La Eucaristía se convirtió para mí y para los demás cristianos en una presencia escondida y alentadora en me­dio de todas las dificultades. Jesús en la Eucaristía fue adorado clandestinamente por los cristianos que vivían conmigo, como tantas veces ha sucedido en los campos de concentración del siglo XX.
En el campo de reeducación estábamos divididos en grupos de 50 personas; dormíamos en un lecho común; cada uno tenía derecho a 50 cm. Nos arreglamos para que hubiera cinco católicos conmigo. A las 21.30 había que apagar la luz y todos tenían que irse a dormir. En aquel momento me encogía en la cama para celebrar la misa, de memoria, y repartía la comunión pasando la mano por debajo de la mosquitera. Incluso fabricamos bolsitas con el papel de los paquetes de cigarrillos para conservar el Santísimo Sacramento y llevarlo a los de­más. Jesús Eucaristía estaba siempre conmigo en el bol­sillo de la camisa.

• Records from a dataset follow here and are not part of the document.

//! Labels: named, ordered, duplicate-free sets of integer tuples
//!
//! Labels are the metadata index of every axis in a [`TensorBlock`] and of the
//! keys of a [`TensorMap`]. They are built from two layers:
//!
//! - [`LabelRows`]: an ordered sequence of named integer tuples where
//!   duplicates are allowed. This is what you get when projecting labels onto a
//!   subset of their columns, and the input to [`LabelRows::unique`].
//! - [`Labels`]: a [`LabelRows`] with the additional guarantee that every entry
//!   is unique, together with a hash index for O(1) entry lookup.
//!
//! Entry order is meaningful (it defines the order of the corresponding array
//! axis) and is never changed implicitly; set operations produce fresh
//! instances.
//!
//! # Examples
//!
//! ```
//! use tenmap_core::Labels;
//!
//! let samples = Labels::new(
//!     &["system", "atom"],
//!     vec![vec![0, 0], vec![0, 1], vec![1, 0]],
//! ).unwrap();
//!
//! assert_eq!(samples.len(), 3);
//! assert_eq!(samples.position(&[0, 1]), Some(1));
//!
//! // projection keeps duplicates, `unique` removes them and sorts
//! let systems = samples.select(&["system"]).unwrap();
//! assert_eq!(systems.len(), 3);
//! assert_eq!(systems.unique(), Labels::new(&["system"], vec![vec![0], vec![1]]).unwrap());
//! ```
//!
//! [`TensorBlock`]: crate::TensorBlock
//! [`TensorMap`]: crate::TensorMap

use std::collections::HashMap;
use std::fmt;
use std::hash::{Hash, Hasher};
use std::ops::Index;

use smallvec::SmallVec;

use crate::error::{Result, TensorMapError};

/// Convert an index or count to a [`LabelValue`]
///
/// Fails with [`TensorMapError::InvalidLabels`] when `value` is larger than
/// `LabelValue::MAX`.
pub fn label_value(value: usize) -> Result<LabelValue> {
    LabelValue::try_from(value).map_err(|_| {
        TensorMapError::InvalidLabels(format!(
            "{value} does not fit in a label value (maximum is {})",
            LabelValue::MAX
        ))
    })
}

/// Integer value stored in labels
pub type LabelValue = i32;

type EntryKey = SmallVec<[LabelValue; 4]>;

/// Maximal number of entries printed by the `Display` implementation
const DISPLAY_MAX_ROWS: usize = 20;

fn is_valid_identifier(name: &str) -> bool {
    let mut chars = name.chars();
    match chars.next() {
        Some(c) if c.is_ascii_alphabetic() || c == '_' => {}
        _ => return false,
    }
    chars.all(|c| c.is_ascii_alphanumeric() || c == '_')
}

fn validate_names<S: AsRef<str>>(names: &[S]) -> Result<Vec<String>> {
    if names.is_empty() {
        return Err(TensorMapError::invalid_labels(
            "labels must have at least one name",
        ));
    }

    let mut validated: Vec<String> = Vec::with_capacity(names.len());
    for name in names {
        let name = name.as_ref();
        if !is_valid_identifier(name) {
            return Err(TensorMapError::invalid_labels(format!(
                "'{name}' is not a valid label name"
            )));
        }
        if validated.iter().any(|n| n == name) {
            return Err(TensorMapError::invalid_labels(format!(
                "the name '{name}' is used more than once"
            )));
        }
        validated.push(name.to_string());
    }
    Ok(validated)
}

/// An ordered sequence of named integer tuples, duplicates allowed.
///
/// Values are stored flat, in row-major order. This type is the shared
/// storage and projection layer under [`Labels`].
#[derive(Clone, PartialEq, Eq, Hash)]
pub struct LabelRows {
    names: Vec<String>,
    values: Vec<LabelValue>,
}

impl LabelRows {
    /// Create rows from names and flat row-major values
    pub fn new<S: AsRef<str>>(names: &[S], values: Vec<LabelValue>) -> Result<Self> {
        let names = validate_names(names)?;
        if values.len() % names.len() != 0 {
            return Err(TensorMapError::invalid_labels(format!(
                "got {} values, which is not a multiple of the number of names ({})",
                values.len(),
                names.len()
            )));
        }
        Ok(Self { names, values })
    }

    pub fn names(&self) -> &[String] {
        &self.names
    }

    /// Number of columns (arity of every row)
    pub fn size(&self) -> usize {
        self.names.len()
    }

    /// Number of rows
    pub fn len(&self) -> usize {
        self.values.len() / self.names.len()
    }

    pub fn is_empty(&self) -> bool {
        self.values.is_empty()
    }

    pub fn get(&self, index: usize) -> Option<&[LabelValue]> {
        let size = self.size();
        self.values.get(index * size..(index + 1) * size)
    }

    pub fn iter(&self) -> impl ExactSizeIterator<Item = &[LabelValue]> + '_ {
        self.values.chunks_exact(self.size())
    }

    /// Flat row-major values
    pub fn values(&self) -> &[LabelValue] {
        &self.values
    }

    fn column_indices<S: AsRef<str>>(&self, names: &[S]) -> Result<Vec<usize>> {
        names
            .iter()
            .map(|name| {
                let name = name.as_ref();
                self.names
                    .iter()
                    .position(|n| n == name)
                    .ok_or_else(|| TensorMapError::unknown_column(name, &self.names))
            })
            .collect()
    }

    /// Project every row onto a subset of the columns, keeping row order and
    /// duplicates
    pub fn select<S: AsRef<str>>(&self, names: &[S]) -> Result<LabelRows> {
        let columns = self.column_indices(names)?;
        let names = validate_names(names)?;

        let mut values = Vec::with_capacity(self.len() * columns.len());
        for row in self.iter() {
            values.extend(columns.iter().map(|&c| row[c]));
        }
        Ok(LabelRows { names, values })
    }

    /// Values of a single column, in row order
    pub fn column(&self, name: &str) -> Result<Vec<LabelValue>> {
        let column = self.column_indices(&[name])?[0];
        Ok(self.iter().map(|row| row[column]).collect())
    }

    /// Every distinct row exactly once, sorted in ascending lexicographic
    /// order. Empty rows give empty labels with the same names.
    pub fn unique(&self) -> Labels {
        let mut rows = self.iter().collect::<Vec<_>>();
        rows.sort_unstable();
        rows.dedup();

        let values = rows.into_iter().flatten().copied().collect();
        Labels::from_unique_rows(LabelRows {
            names: self.names.clone(),
            values,
        })
    }

    fn with_values(&self, values: Vec<LabelValue>) -> LabelRows {
        LabelRows {
            names: self.names.clone(),
            values,
        }
    }
}

impl fmt::Debug for LabelRows {
    fn fmt(&self, f: &mut fmt::Formatter<'_>) -> fmt::Result {
        f.debug_struct("LabelRows")
            .field("names", &self.names)
            .field("values", &self.iter().collect::<Vec<_>>())
            .finish()
    }
}

/// Named, ordered, duplicate-free set of integer tuples.
///
/// Two labels are equal if they have the same names in the same order and the
/// same entries in the same order.
#[derive(Clone)]
pub struct Labels {
    rows: LabelRows,
    positions: HashMap<EntryKey, usize>,
}

impl Labels {
    /// Create labels from names and a list of entries
    ///
    /// # Errors
    ///
    /// Returns [`TensorMapError::InvalidLabels`] if names are duplicated or
    /// invalid, if an entry does not have one value per name, or if an entry
    /// appears more than once.
    pub fn new<S: AsRef<str>>(names: &[S], entries: Vec<Vec<LabelValue>>) -> Result<Self> {
        let size = names.len();
        let mut values = Vec::with_capacity(entries.len() * size);
        for (i, entry) in entries.iter().enumerate() {
            if entry.len() != size {
                return Err(TensorMapError::invalid_labels(format!(
                    "entry {i} has {} values, but there are {size} names",
                    entry.len()
                )));
            }
            values.extend_from_slice(entry);
        }
        Self::from_flat(names, values)
    }

    /// Create labels from names and flat row-major values
    pub fn from_flat<S: AsRef<str>>(names: &[S], values: Vec<LabelValue>) -> Result<Self> {
        Self::try_from(LabelRows::new(names, values)?)
    }

    /// Labels with the given names and no entries
    pub fn empty<S: AsRef<str>>(names: &[S]) -> Result<Self> {
        Self::from_flat(names, Vec::new())
    }

    /// The `("_", [[0]])` labels, used for tensors with a single block
    pub fn single() -> Self {
        Self::from_unique_rows(LabelRows {
            names: vec!["_".to_string()],
            values: vec![0],
        })
    }

    /// Labels with a single `name` column containing `0..n`
    ///
    /// Fails with [`TensorMapError::InvalidLabels`] if `n` does not fit in a
    /// [`LabelValue`].
    pub fn range(name: &str, n: usize) -> Result<Self> {
        let rows = LabelRows::new(&[name], (0..label_value(n)?).collect())?;
        Ok(Self::from_unique_rows(rows))
    }

    /// Build the lookup index over rows known to be unique
    fn from_unique_rows(rows: LabelRows) -> Self {
        let positions = rows
            .iter()
            .enumerate()
            .map(|(i, entry)| (EntryKey::from_slice(entry), i))
            .collect::<HashMap<_, _>>();
        debug_assert_eq!(positions.len(), rows.len());
        Self { rows, positions }
    }

    pub fn names(&self) -> &[String] {
        self.rows.names()
    }

    pub fn size(&self) -> usize {
        self.rows.size()
    }

    /// Number of entries
    pub fn len(&self) -> usize {
        self.rows.len()
    }

    pub fn count(&self) -> usize {
        self.len()
    }

    pub fn is_empty(&self) -> bool {
        self.rows.is_empty()
    }

    pub fn get(&self, index: usize) -> Option<&[LabelValue]> {
        self.rows.get(index)
    }

    pub fn iter(&self) -> impl ExactSizeIterator<Item = &[LabelValue]> + '_ {
        self.rows.iter()
    }

    pub fn values(&self) -> &[LabelValue] {
        self.rows.values()
    }

    pub fn as_rows(&self) -> &LabelRows {
        &self.rows
    }

    pub fn into_rows(self) -> LabelRows {
        self.rows
    }

    /// Position of `entry` in these labels
    pub fn position(&self, entry: &[LabelValue]) -> Option<usize> {
        self.positions.get(entry).copied()
    }

    pub fn contains(&self, entry: &[LabelValue]) -> bool {
        self.positions.contains_key(entry)
    }

    /// Project the entries onto a subset of the columns. The result keeps the
    /// entry order and may contain duplicates.
    pub fn select<S: AsRef<str>>(&self, names: &[S]) -> Result<LabelRows> {
        self.rows.select(names)
    }

    pub fn column(&self, name: &str) -> Result<Vec<LabelValue>> {
        self.rows.column(name)
    }

    /// Indices of all entries matching a partial key given as `(name, value)`
    /// pairs. An empty selection matches every entry; no match gives an empty
    /// vector.
    pub fn matching(&self, selection: &[(&str, LabelValue)]) -> Result<Vec<usize>> {
        let names = selection.iter().map(|(n, _)| *n).collect::<Vec<_>>();
        let columns = self.rows.column_indices(&names)?;

        Ok(self
            .iter()
            .enumerate()
            .filter(|(_, entry)| {
                columns
                    .iter()
                    .zip(selection)
                    .all(|(&c, &(_, value))| entry[c] == value)
            })
            .map(|(i, _)| i)
            .collect())
    }

    fn check_same_names(&self, other: &Labels, operation: &str) -> Result<()> {
        if self.names() != other.names() {
            return Err(TensorMapError::invalid_labels(format!(
                "can not take the {operation} of labels with different names: [{}] and [{}]",
                self.names().join(", "),
                other.names().join(", "),
            )));
        }
        Ok(())
    }

    /// Entries of `self` in their original order, followed by the entries only
    /// present in `other`, in their order in `other`
    pub fn union(&self, other: &Labels) -> Result<Labels> {
        self.check_same_names(other, "union")?;

        let mut values = self.values().to_vec();
        for entry in other.iter() {
            if !self.contains(entry) {
                values.extend_from_slice(entry);
            }
        }
        Ok(Self::from_unique_rows(self.rows.with_values(values)))
    }

    /// Entries present in both labels, in the order of `self`
    pub fn intersection(&self, other: &Labels) -> Result<Labels> {
        self.check_same_names(other, "intersection")?;

        let mut values = Vec::new();
        for entry in self.iter() {
            if other.contains(entry) {
                values.extend_from_slice(entry);
            }
        }
        Ok(Self::from_unique_rows(self.rows.with_values(values)))
    }

    /// A copy of these labels with entries sorted lexicographically
    pub fn sorted(&self) -> Labels {
        self.rows.unique()
    }
}

impl TryFrom<LabelRows> for Labels {
    type Error = TensorMapError;

    fn try_from(rows: LabelRows) -> Result<Self> {
        let mut positions = HashMap::with_capacity(rows.len());
        for (i, entry) in rows.iter().enumerate() {
            if let Some(first) = positions.insert(EntryKey::from_slice(entry), i) {
                return Err(TensorMapError::invalid_labels(format!(
                    "entry {entry:?} appears more than once (at positions {first} and {i})"
                )));
            }
        }
        Ok(Self { rows, positions })
    }
}

impl PartialEq for Labels {
    fn eq(&self, other: &Self) -> bool {
        self.rows == other.rows
    }
}

impl Eq for Labels {}

impl Hash for Labels {
    fn hash<H: Hasher>(&self, state: &mut H) {
        self.rows.hash(state);
    }
}

impl Index<usize> for Labels {
    type Output = [LabelValue];

    fn index(&self, index: usize) -> &[LabelValue] {
        match self.get(index) {
            Some(entry) => entry,
            None => panic!(
                "index {index} is out of bounds for labels with {} entries",
                self.len()
            ),
        }
    }
}

impl<'a> IntoIterator for &'a Labels {
    type Item = &'a [LabelValue];
    type IntoIter = std::slice::ChunksExact<'a, LabelValue>;

    fn into_iter(self) -> Self::IntoIter {
        self.rows.values.chunks_exact(self.rows.size())
    }
}

impl fmt::Debug for Labels {
    fn fmt(&self, f: &mut fmt::Formatter<'_>) -> fmt::Result {
        f.debug_struct("Labels")
            .field("names", &self.names())
            .field("values", &self.iter().collect::<Vec<_>>())
            .finish()
    }
}

impl fmt::Display for Labels {
    fn fmt(&self, f: &mut fmt::Formatter<'_>) -> fmt::Result {
        let widths = self
            .names()
            .iter()
            .enumerate()
            .map(|(c, name)| {
                self.iter()
                    .take(DISPLAY_MAX_ROWS)
                    .map(|entry| entry[c].to_string().len())
                    .chain(std::iter::once(name.len()))
                    .max()
                    .unwrap_or(0)
            })
            .collect::<Vec<_>>();

        writeln!(f, "Labels(")?;
        write!(f, "   ")?;
        for (name, width) in self.names().iter().zip(&widths) {
            write!(f, " {name:>width$}")?;
        }
        writeln!(f)?;

        for entry in self.iter().take(DISPLAY_MAX_ROWS) {
            write!(f, "   ")?;
            for (value, width) in entry.iter().zip(&widths) {
                write!(f, " {value:>width$}")?;
            }
            writeln!(f)?;
        }
        if self.len() > DISPLAY_MAX_ROWS {
            writeln!(f, "    ... ({} entries in total)", self.len())?;
        }
        write!(f, ")")
    }
}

Una vez por semana había una sesión de adoctrina­miento en la que tenía que participar todo el campo. En el momento de la pausa, mis compañeros católicos y yo apro­vechábamos para pasar un saquito a cada uno de los otros cuatro grupos de prisioneros: todos sabían que Jesús esta­ba en medio de ellos. Por la noche, los prisioneros se alternaban en turnos de adoración. Jesús eucarístico ayuda­ba de un modo inimaginable con su presencia silenciosa: muchos cristianos volvían al fervor de la fe. Su testimonio de servicio y de amor producía un impacto cada vez mayor en los demás prisioneros. Budistas y otros no cristianos al­canzaban la fe. La fuerza del amor de Jesús era irresistible.
Así la oscuridad de la cárcel se hizo luz pascual, y la se­milla germinó bajo tierra, durante la tempestad. La pri­sión se transformó en escuela de catecismo. Los católicos bautizaron a sus compañeros; eran sus padrinos.
En conjunto fueron apresados cerca de 300 sacerdo­tes. Su presencia en varios campos fue providencial, no sólo para los católicos, sino que fue la ocasión para un prolongado diálogo interreligioso que creó comprensión y amistad con todos.
Así Jesús se convirtió –como decía santa Teresa de Jesús en el verdadero «compañero nuestro en el Santísimo Sacramento.

Un solo pan, un solo cuerpo
Y Jesús nos ha hecho ser Iglesia.
«Porque uno solo es el pan, aun siendo muchos, un so­lo cuerpo somos, pues todos participamos del mismo pan» (1 Co 10, 17). He ahí la Eucaristía que hace a la Igle­sia: el cuerpo eucarístico que nos hace Cuerpo de Cristo. O con la imagen joánica: todos nosotros somos una mis­ma vid, con la savia vital del Espíritu que circula en cada uno y Sí, la Eucaristía nos hace uno en Cristo. Cirilo de Ale­jandría recuerda: «Para fundirnos en unidad con Dios y entre nosotros, y para amalgamamos unos con otros, el Hijo unigénito... inventó un medio maravilloso: por me­dio de un solo cuerpo, su propio cuerpo, él santifica a los fieles en la mística comunión, haciéndolos concorpóreos con él y entre ellos».
Somos una sola cosa: ese «uno» que se realiza en la participación en la Eucaristía». El Resucitado nos hace «uno» con Él y con el Padre en el Espíritu. En la unidad realizada por la Eucaristía y vivida en el amor recíproco, Cristo puede tomar en sus manos el destino de los hom­bres y llevarlos a su verdadera finalidad: un solo Padre y todos hermanos.